▶ **EXERCISE AIM**
Please copy every line from the following entries in which the word "frequency" appears.
═════ RECORDS
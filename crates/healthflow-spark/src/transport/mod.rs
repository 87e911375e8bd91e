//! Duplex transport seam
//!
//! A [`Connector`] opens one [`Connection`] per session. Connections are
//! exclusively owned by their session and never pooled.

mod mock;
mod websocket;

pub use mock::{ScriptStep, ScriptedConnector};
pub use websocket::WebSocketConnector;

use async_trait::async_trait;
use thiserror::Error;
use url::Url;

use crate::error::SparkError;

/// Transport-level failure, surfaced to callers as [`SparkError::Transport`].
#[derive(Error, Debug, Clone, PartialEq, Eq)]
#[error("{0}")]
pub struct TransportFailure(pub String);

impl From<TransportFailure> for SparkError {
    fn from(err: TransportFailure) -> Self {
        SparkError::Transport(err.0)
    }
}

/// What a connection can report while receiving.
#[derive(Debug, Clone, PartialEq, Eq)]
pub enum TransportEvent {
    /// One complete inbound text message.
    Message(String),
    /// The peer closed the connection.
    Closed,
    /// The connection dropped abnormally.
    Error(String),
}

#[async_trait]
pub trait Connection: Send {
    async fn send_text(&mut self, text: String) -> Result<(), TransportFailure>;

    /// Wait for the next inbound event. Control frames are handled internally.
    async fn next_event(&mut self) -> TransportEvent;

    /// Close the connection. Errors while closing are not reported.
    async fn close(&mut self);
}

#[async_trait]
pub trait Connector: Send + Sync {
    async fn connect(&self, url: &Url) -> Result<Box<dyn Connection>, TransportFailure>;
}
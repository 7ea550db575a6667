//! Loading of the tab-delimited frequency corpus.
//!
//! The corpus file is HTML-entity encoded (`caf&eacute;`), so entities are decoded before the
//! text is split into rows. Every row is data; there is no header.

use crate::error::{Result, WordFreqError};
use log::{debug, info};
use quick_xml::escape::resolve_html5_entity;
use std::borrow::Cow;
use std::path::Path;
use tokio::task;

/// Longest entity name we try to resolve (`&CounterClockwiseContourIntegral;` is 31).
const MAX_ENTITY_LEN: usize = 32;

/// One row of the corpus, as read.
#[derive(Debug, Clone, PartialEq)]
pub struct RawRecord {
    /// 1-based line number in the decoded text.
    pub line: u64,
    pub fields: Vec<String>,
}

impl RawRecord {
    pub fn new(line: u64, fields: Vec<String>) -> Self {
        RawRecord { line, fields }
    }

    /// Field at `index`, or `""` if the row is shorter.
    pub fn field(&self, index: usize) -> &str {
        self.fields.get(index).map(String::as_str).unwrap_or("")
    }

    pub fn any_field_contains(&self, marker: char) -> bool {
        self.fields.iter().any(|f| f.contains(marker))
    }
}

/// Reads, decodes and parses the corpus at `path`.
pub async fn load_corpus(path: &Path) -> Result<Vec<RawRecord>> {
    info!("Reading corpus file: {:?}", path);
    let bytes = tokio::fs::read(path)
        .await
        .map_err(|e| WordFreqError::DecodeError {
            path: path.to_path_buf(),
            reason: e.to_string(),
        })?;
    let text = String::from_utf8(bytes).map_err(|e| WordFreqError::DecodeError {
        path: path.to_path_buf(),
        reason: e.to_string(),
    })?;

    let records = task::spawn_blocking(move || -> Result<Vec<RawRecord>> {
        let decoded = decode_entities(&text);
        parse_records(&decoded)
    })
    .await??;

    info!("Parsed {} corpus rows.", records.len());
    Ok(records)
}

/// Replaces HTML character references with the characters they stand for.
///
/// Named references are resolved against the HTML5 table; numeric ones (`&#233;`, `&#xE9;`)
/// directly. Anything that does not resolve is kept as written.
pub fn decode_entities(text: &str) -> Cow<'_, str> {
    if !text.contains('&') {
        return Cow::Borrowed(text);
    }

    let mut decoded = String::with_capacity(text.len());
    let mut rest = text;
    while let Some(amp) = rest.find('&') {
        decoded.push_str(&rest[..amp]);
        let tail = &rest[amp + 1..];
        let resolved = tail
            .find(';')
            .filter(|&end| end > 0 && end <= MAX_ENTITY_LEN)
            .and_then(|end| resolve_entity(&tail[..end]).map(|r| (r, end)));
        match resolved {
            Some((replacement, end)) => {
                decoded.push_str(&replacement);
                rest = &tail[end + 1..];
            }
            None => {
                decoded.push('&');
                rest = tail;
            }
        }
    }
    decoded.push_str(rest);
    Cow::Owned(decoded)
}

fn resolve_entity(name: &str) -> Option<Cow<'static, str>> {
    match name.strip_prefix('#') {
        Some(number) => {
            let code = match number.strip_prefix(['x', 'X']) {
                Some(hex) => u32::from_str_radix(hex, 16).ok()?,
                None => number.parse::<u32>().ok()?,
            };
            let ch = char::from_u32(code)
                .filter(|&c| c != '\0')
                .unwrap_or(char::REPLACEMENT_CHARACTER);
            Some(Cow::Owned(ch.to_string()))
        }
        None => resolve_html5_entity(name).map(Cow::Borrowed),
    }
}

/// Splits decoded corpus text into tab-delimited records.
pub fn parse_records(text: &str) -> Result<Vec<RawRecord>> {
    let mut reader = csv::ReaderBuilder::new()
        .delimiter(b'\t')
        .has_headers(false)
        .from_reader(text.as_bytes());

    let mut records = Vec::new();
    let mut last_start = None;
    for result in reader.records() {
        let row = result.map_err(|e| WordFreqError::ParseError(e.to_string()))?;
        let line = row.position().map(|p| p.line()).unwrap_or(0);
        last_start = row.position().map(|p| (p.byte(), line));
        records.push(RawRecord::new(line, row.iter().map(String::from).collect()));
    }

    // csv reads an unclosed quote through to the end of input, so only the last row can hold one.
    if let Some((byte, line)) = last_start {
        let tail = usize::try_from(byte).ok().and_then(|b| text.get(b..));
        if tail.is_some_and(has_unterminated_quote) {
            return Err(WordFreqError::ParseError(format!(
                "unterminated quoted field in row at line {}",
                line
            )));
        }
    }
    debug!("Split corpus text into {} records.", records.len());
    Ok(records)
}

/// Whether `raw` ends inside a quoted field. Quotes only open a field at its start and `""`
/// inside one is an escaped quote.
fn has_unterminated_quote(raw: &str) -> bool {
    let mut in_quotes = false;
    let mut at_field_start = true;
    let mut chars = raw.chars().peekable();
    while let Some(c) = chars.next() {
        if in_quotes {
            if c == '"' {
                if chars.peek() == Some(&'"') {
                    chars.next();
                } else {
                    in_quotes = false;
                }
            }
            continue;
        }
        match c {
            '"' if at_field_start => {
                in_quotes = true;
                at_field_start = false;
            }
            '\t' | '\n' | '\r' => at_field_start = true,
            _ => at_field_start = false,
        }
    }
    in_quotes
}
══════════
═════ RECORDS
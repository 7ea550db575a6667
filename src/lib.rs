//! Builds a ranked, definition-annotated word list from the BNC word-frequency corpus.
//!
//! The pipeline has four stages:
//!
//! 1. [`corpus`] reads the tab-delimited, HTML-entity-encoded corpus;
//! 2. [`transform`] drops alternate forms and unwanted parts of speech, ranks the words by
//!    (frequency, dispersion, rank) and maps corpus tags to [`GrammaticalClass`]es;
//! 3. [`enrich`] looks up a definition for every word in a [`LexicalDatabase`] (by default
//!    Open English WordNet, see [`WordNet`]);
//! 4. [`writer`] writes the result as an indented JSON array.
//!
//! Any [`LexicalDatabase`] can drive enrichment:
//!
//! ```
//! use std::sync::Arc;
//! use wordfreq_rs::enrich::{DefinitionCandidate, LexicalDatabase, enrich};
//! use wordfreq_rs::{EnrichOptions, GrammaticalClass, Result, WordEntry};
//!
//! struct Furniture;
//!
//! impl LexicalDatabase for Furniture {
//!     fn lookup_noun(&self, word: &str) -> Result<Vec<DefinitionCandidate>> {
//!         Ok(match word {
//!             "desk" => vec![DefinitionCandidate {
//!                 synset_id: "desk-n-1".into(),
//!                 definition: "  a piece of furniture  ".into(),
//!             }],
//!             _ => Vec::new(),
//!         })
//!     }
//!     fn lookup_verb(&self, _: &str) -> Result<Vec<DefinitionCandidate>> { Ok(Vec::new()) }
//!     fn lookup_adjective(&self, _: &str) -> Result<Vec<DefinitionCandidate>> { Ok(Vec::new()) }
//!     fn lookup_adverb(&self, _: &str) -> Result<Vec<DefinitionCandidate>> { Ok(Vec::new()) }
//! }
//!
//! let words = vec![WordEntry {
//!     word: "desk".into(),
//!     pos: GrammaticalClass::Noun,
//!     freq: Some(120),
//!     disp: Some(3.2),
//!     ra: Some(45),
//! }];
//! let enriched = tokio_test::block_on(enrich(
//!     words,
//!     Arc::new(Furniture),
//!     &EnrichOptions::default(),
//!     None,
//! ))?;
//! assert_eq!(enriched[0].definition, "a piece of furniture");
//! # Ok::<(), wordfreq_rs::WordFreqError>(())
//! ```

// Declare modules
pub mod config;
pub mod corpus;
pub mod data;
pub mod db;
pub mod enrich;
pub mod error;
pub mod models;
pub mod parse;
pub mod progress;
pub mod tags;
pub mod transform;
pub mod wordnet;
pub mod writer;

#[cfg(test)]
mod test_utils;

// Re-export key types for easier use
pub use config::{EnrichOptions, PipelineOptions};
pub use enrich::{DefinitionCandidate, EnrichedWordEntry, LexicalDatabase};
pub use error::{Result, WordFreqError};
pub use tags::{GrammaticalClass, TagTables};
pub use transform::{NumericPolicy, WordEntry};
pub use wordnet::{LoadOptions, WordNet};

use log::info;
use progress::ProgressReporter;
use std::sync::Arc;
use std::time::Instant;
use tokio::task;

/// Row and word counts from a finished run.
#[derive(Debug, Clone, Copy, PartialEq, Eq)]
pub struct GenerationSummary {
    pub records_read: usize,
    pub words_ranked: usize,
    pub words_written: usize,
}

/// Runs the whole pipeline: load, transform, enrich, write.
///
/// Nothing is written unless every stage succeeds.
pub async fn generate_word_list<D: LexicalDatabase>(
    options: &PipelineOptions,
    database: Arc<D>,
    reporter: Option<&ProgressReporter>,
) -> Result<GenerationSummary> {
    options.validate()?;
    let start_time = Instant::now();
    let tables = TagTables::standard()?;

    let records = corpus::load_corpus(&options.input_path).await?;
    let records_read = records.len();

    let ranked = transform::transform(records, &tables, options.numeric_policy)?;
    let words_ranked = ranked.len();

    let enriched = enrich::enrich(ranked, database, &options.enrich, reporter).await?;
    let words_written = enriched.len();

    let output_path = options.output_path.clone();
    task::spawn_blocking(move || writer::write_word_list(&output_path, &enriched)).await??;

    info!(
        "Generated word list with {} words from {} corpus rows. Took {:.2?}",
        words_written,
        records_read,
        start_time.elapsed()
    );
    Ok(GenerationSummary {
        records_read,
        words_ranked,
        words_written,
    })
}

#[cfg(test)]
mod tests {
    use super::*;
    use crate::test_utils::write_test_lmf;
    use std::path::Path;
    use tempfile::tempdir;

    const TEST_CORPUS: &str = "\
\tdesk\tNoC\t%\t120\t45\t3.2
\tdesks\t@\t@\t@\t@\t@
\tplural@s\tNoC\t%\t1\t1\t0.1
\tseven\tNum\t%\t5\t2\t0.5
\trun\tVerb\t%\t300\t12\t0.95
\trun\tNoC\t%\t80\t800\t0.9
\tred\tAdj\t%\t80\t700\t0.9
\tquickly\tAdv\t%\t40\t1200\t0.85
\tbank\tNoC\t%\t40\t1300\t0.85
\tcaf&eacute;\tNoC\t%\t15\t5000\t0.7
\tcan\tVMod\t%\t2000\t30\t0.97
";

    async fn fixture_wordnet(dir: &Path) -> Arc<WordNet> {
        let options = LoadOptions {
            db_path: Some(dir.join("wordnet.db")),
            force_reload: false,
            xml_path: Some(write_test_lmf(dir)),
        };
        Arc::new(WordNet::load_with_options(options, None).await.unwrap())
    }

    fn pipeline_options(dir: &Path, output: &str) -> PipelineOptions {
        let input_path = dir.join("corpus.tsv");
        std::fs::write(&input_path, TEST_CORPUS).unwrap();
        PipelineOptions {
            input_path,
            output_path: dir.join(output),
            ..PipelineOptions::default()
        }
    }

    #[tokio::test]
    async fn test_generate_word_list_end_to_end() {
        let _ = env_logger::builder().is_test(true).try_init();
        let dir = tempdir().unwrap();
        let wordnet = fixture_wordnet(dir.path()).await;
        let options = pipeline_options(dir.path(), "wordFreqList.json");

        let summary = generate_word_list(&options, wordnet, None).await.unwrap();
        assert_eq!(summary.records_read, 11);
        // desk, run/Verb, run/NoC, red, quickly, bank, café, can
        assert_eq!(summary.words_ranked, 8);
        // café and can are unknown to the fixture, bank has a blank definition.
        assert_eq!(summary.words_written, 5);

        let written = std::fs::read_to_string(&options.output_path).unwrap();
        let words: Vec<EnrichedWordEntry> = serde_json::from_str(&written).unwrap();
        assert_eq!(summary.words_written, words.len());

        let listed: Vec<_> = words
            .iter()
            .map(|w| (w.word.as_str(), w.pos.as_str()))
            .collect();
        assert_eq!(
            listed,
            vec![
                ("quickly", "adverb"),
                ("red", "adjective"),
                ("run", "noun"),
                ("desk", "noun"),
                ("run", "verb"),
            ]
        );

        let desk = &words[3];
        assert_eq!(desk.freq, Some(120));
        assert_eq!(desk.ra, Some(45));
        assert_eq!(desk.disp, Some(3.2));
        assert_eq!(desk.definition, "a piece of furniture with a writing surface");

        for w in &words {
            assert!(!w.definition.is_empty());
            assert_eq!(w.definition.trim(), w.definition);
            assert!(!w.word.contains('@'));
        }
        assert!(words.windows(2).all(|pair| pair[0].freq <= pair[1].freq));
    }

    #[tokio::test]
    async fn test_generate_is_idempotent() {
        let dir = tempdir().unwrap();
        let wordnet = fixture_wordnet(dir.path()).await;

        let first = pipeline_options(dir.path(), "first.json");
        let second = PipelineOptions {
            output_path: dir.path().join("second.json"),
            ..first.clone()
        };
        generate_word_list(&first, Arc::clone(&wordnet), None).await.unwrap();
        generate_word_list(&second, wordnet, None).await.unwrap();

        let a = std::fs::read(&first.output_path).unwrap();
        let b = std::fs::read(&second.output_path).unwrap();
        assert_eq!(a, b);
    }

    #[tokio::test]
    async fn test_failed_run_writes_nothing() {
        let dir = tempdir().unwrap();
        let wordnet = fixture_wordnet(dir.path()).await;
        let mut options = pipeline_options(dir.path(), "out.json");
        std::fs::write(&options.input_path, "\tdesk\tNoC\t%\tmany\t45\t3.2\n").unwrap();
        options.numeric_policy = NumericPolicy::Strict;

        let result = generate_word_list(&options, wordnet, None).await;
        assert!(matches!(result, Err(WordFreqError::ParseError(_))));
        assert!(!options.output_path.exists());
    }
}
══════════
▶ **RESPONSE**
//! Loading of the tab-delimited frequency corpus.
//! Builds a ranked, definition-annotated word list from the BNC word-frequency corpus.
//!    (frequency, dispersion, rank) and maps corpus tags to [`GrammaticalClass`]es;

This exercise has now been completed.